++++ Dataset records
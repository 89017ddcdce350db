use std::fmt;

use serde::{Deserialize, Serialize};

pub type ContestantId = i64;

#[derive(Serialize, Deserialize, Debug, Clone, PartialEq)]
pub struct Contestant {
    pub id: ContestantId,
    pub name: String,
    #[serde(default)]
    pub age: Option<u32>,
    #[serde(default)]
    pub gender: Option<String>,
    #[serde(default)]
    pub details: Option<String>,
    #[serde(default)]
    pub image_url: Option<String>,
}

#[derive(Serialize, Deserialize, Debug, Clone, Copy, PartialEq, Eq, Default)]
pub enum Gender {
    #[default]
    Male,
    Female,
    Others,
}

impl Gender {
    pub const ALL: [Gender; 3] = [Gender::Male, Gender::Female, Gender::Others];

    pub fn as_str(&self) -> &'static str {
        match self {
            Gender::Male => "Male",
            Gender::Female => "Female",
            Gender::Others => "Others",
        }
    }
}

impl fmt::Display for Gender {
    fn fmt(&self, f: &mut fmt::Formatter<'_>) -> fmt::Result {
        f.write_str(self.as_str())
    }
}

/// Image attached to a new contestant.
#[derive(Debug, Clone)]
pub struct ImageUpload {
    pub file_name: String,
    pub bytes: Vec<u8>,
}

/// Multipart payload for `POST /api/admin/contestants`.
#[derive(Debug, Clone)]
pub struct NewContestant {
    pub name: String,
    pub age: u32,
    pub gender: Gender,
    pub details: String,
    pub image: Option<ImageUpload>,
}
++++++++
++++ Dataset records
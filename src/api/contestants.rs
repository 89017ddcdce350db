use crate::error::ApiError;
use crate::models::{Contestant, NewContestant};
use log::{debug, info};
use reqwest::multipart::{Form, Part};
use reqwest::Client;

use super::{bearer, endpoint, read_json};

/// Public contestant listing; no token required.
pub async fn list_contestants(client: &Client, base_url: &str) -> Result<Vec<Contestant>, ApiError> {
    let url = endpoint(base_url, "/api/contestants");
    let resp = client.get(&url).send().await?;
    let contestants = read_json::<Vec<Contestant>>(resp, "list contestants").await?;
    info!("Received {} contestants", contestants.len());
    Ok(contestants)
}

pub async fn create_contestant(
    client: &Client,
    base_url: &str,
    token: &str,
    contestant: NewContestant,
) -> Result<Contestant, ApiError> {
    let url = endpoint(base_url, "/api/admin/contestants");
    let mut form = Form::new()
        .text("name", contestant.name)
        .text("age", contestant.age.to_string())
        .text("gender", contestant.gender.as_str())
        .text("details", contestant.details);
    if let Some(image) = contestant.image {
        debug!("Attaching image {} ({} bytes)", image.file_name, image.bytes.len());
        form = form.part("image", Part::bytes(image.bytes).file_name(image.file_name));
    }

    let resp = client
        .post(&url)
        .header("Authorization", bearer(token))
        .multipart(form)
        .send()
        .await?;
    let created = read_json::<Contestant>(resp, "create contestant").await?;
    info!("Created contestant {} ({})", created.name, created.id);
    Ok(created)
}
++++++++
*What this task involves*. All lines above from the one holding "use std::fmt;" to the one holding "pub struct ImageUpload", inclusive, are to be copied exactly; no other line is wanted.

*Exercise answer*.
use std::fmt;

use serde::{Deserialize, Serialize};

pub type ContestantId = i64;

#[derive(Serialize, Deserialize, Debug, Clone, PartialEq)]
pub struct Contestant {
    pub id: ContestantId,
    pub name: String,
    #[serde(default)]
    pub age: Option<u32>,
    #[serde(default)]
    pub gender: Option<String>,
    #[serde(default)]
    pub details: Option<String>,
    #[serde(default)]
    pub image_url: Option<String>,
}

#[derive(Serialize, Deserialize, Debug, Clone, Copy, PartialEq, Eq, Default)]
pub enum Gender {
    #[default]
    Male,
    Female,
    Others,
}

impl Gender {
    pub const ALL: [Gender; 3] = [Gender::Male, Gender::Female, Gender::Others];

    pub fn as_str(&self) -> &'static str {
        match self {
            Gender::Male => "Male",
            Gender::Female => "Female",
            Gender::Others => "Others",
        }
    }
}

impl fmt::Display for Gender {
    fn fmt(&self, f: &mut fmt::Formatter<'_>) -> fmt::Result {
        f.write_str(self.as_str())
    }
}

/// Image attached to a new contestant.
#[derive(Debug, Clone)]
pub struct ImageUpload {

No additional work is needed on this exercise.